Cutting energy consumption is a top priority, as this has a major impact on the environment. Consequently, architects will not only take great care when selecting building materials, but will also aim to minimise the amount of energy required, for example, to light, heat and cool the building.
That’s why promoting renewable energy sources is one of the core principles of sustainable construction. It is worth noting that sustainable architecture is a very modern concept, having emerged in the early 2000s in response to the climate crisis and the need for more planet-friendly building methods.
Examples of sustainable architecture
Of course, sustainable architecture is no silver bullet; it cannot solve all of the environmental problems we face today. But it can make a huge difference to alleviating certain problems. The following examples should give you a taste of the rewards of a greener path:
1. Tubo Hotel
Sustainable architecture is not restricted to any one building type, as shown by the growing trend for green hotels. One of the world’s most intriguing examples, Tubo Hotel, can be found in Morelos, Sierra del Tepozteco (Mexico). Here, the hotel rooms have been created using concrete tubes, arranged in a pyramid formation – hence the unusual name.
Thanks to its inventive design, this Mexican hotel offers a truly one-of-a-kind experience. Each concrete tube is made from recyclable materials. The project was conceived as a way to deliver a hotel within a short time frame and at a fairly low cost.
There was nothing else like it in the region at the time, and it opened its doors with just twenty rooms. Today, although the Tubo Hotel still feels strikingly innovative, Mexico has come a long way in terms of a general awareness of the importance of low-impact, sustainable architecture, although these kinds of projects are far from mainstream.
2. Bishan Public Library
It’s not just tourism that benefits from sustainable architecture – this approach can also boost the dissemination of knowledge, as shown by the Bishan Public Library in Singapore.

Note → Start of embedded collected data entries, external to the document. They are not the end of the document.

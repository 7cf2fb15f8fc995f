//! Email function client.
//!
//! [`HttpNotifier`] POSTs each [`Notification`] as `{eventId, userId, type}`
//! to the configured endpoint on a background task. The request path never
//! waits on it: failures are logged and counted, never retried.

use crate::config::NotifierConfig;
use seatledger_core::notifier::{LogNotifier, Notification, Notifier};
use std::sync::Arc;
use std::time::Duration;
use tokio::runtime::Handle;

/// Notifier calling an HTTP email function.
#[derive(Debug, Clone)]
pub struct HttpNotifier {
    client: reqwest::Client,
    url: Arc<str>,
    token: Option<Arc<str>>,
    runtime: Handle,
}

impl HttpNotifier {
    /// Build a notifier posting to `url`.
    ///
    /// Must be called from within a Tokio runtime; deliveries are spawned on it.
    ///
    /// # Errors
    ///
    /// Returns [`reqwest::Error`] if the HTTP client cannot be built.
    pub fn new(url: &str, token: Option<&str>, timeout: Duration) -> Result<Self, reqwest::Error> {
        let client = reqwest::Client::builder().timeout(timeout).build()?;
        Ok(Self {
            client,
            url: Arc::from(url),
            token: token.map(Arc::from),
            runtime: Handle::current(),
        })
    }
}

async fn deliver(
    client: reqwest::Client,
    url: Arc<str>,
    token: Option<Arc<str>>,
    notification: Notification,
) {
    let mut request = client.post(&*url).json(&notification);
    if let Some(token) = token {
        request = request.bearer_auth(&*token);
    }

    let outcome = match request.send().await.and_then(reqwest::Response::error_for_status) {
        Ok(_) => {
            tracing::debug!(
                event_id = %notification.event_id,
                user_id = %notification.user_id,
                kind = %notification.kind,
                "Notification delivered"
            );
            "delivered"
        }
        Err(e) => {
            tracing::warn!(
                error = %e,
                event_id = %notification.event_id,
                user_id = %notification.user_id,
                kind = %notification.kind,
                "Notification delivery failed"
            );
            "failed"
        }
    };
    metrics::counter!(
        "seatledger_notifications_total",
        "kind" => notification.kind.as_str(),
        "outcome" => outcome
    )
    .increment(1);
}

impl Notifier for HttpNotifier {
    fn dispatch(&self, notification: Notification) {
        self.runtime.spawn(deliver(
            self.client.clone(),
            Arc::clone(&self.url),
            self.token.clone(),
            notification,
        ));
    }
}

/// Notifier for the given configuration: HTTP when a URL is set, log otherwise.
///
/// # Errors
///
/// Returns [`reqwest::Error`] if the HTTP client cannot be built.
pub fn from_config(config: &NotifierConfig) -> Result<Arc<dyn Notifier>, reqwest::Error> {
    match &config.url {
        Some(url) => {
            tracing::info!(%url, "Notifications go to the email function");
            Ok(Arc::new(HttpNotifier::new(
                url,
                config.token.as_deref(),
                Duration::from_secs(config.timeout),
            )?))
        }
        None => {
            tracing::info!("NOTIFIER_URL unset; notifications are only logged");
            Ok(Arc::new(LogNotifier))
        }
    }
}

#[cfg(test)]
#[allow(clippy::unwrap_used, clippy::expect_used)]
mod tests {
    use super::*;
    use axum::{Json, Router, extract::State, http::HeaderMap, routing::post};
    use seatledger_core::notifier::NotificationKind;
    use seatledger_core::types::{EventId, UserId};
    use tokio::sync::mpsc;

    type Received = (Option<String>, serde_json::Value);

    async fn email_function() -> (String, mpsc::Receiver<Received>) {
        async fn receive(
            State(tx): State<mpsc::Sender<Received>>,
            headers: HeaderMap,
            Json(body): Json<serde_json::Value>,
        ) {
            let auth = headers
                .get("authorization")
                .and_then(|v| v.to_str().ok())
                .map(str::to_owned);
            let _ = tx.send((auth, body)).await;
        }

        let (tx, rx) = mpsc::channel(4);
        let app = Router::new().route("/send", post(receive)).with_state(tx);
        let listener = tokio::net::TcpListener::bind("127.0.0.1:0").await.unwrap();
        let addr = listener.local_addr().unwrap();
        tokio::spawn(async move {
            axum::serve(listener, app).await.unwrap();
        });
        (format!("http://{addr}/send"), rx)
    }

    #[tokio::test]
    async fn test_posts_wire_format_with_token() {
        let (url, mut rx) = email_function().await;
        let notifier = HttpNotifier::new(&url, Some("anon-key"), Duration::from_secs(5)).unwrap();

        let notification =
            Notification::new(EventId::new(), UserId::new(), NotificationKind::Registration);
        notifier.dispatch(notification);

        let (auth, body) = tokio::time::timeout(Duration::from_secs(5), rx.recv())
            .await
            .expect("email function was not called")
            .unwrap();
        assert_eq!(auth.as_deref(), Some("Bearer anon-key"));
        assert_eq!(body["type"], "registration");
        assert_eq!(body["eventId"], notification.event_id.to_string());
        assert_eq!(body["userId"], notification.user_id.to_string());
    }

    #[tokio::test]
    async fn test_unreachable_endpoint_does_not_panic() {
        // Port 9 (discard) is closed on test hosts; delivery fails and is logged
        let notifier =
            HttpNotifier::new("http://127.0.0.1:9/send", None, Duration::from_millis(200)).unwrap();
        notifier.dispatch(Notification::new(
            EventId::new(),
            UserId::new(),
            NotificationKind::Reminder,
        ));
        tokio::time::sleep(Duration::from_millis(300)).await;
    }

    #[tokio::test]
    async fn test_from_config_without_url_logs_only() {
        let notifier = from_config(&NotifierConfig::default()).unwrap();
        notifier.dispatch(Notification::new(
            EventId::new(),
            UserId::new(),
            NotificationKind::Cancellation,
        ));
    }
}
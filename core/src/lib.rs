//! # Seatledger Core
//!
//! Domain types, persistence contracts and services for event registration.
//!
//! The centrepiece is the [`SeatLedger`](ledger::SeatLedger), which owns the
//! invariant that an event's `available_seats` always equals `total_seats`
//! minus its confirmed registrations, under concurrent mutation from
//! independent sessions.
//!
//! ## Architecture
//!
//! - **Services** (`ledger`, `catalog`, `feedback`, `reminders`) hold no state
//!   and take the caller as an explicit [`Actor`](types::Actor).
//! - **Stores** (`store`) are object-safe traits; every seat mutation is one
//!   atomic store call scoped to a single event row.
//! - **Side channels** (`notifier`, `feed`, `blob`) are downstream of the
//!   store and never influence write-path consistency.
//!
//! ## Example
//!
//! ```ignore
//! use seatledger_core::{ledger::SeatLedger, types::Actor};
//!
//! let ledger = SeatLedger::new(store, clock, notifier);
//! let registration = ledger.register(&Actor::standard(user_id), event_id).await?;
//! ledger.cancel(&Actor::standard(user_id), registration.id).await?;
//! ```

pub use chrono::{DateTime, Utc};

pub mod blob;
pub mod catalog;
pub mod environment;
pub mod error;
pub mod feed;
pub mod feedback;
pub mod ledger;
pub mod notifier;
pub mod reminders;
pub mod store;
pub mod types;

pub use catalog::CatalogService;
pub use error::{ErrorKind, LedgerError, Result, StoreError};
pub use feedback::FeedbackService;
pub use ledger::SeatLedger;
pub use reminders::ReminderService;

The building was designed to make the most of natural daylight, with a view to reducing electricity demand. A large central courtyard allows sunlight to flood the interior. The design also features an abundance of lattices, skylights and stained glass that fill the space with soft, harmonious light and accentuate its aesthetic appeal.
Not only are these elements kind to the environment – they also contribute to a calm, reflective atmosphere that makes the library an ideal place to read or study.
This impressive building was designed by Look Architects with a special emphasis on sustainability. Their objective? To recreate the sensation of being in a tree house in this 4,000-square metre space.
3. Sustainable Dance Club
Even venues in the business of hedonism can tap into the benefits of sustainable architecture. Exhibit A: the Sustainable Dance Club.
This nightclub boasts a special dance floor cleverly designed to capture the energy of a night on the tiles. As the crowd finds their groove, their movements generate energy that can be used to light up the dance floor itself and power the sound system.
This is possible thanks to an innovative design that uses the mechanical stress of a roomful of pounding feet to generate an electric charge. This technique is known as “piezoelectricity,” and it is becoming more and more popular all over the world.
The nightclub even runs dance contests in a bid to generate massive amounts of electricity, as its sixty-four piezoelectric modules vibrate to the rhythm of contestants’ feet. The goal is to one day break a Guinness World Record.As if creating clean energy through dance wasn’t enough, the Sustainable Dance Club encourages revellers to choose water at the bar, customised with the addition of flavoured ice cubes. By promoting water over conventional soft drinks, the club is doing its bit to tackle the steep environmental cost of producing aluminium cans.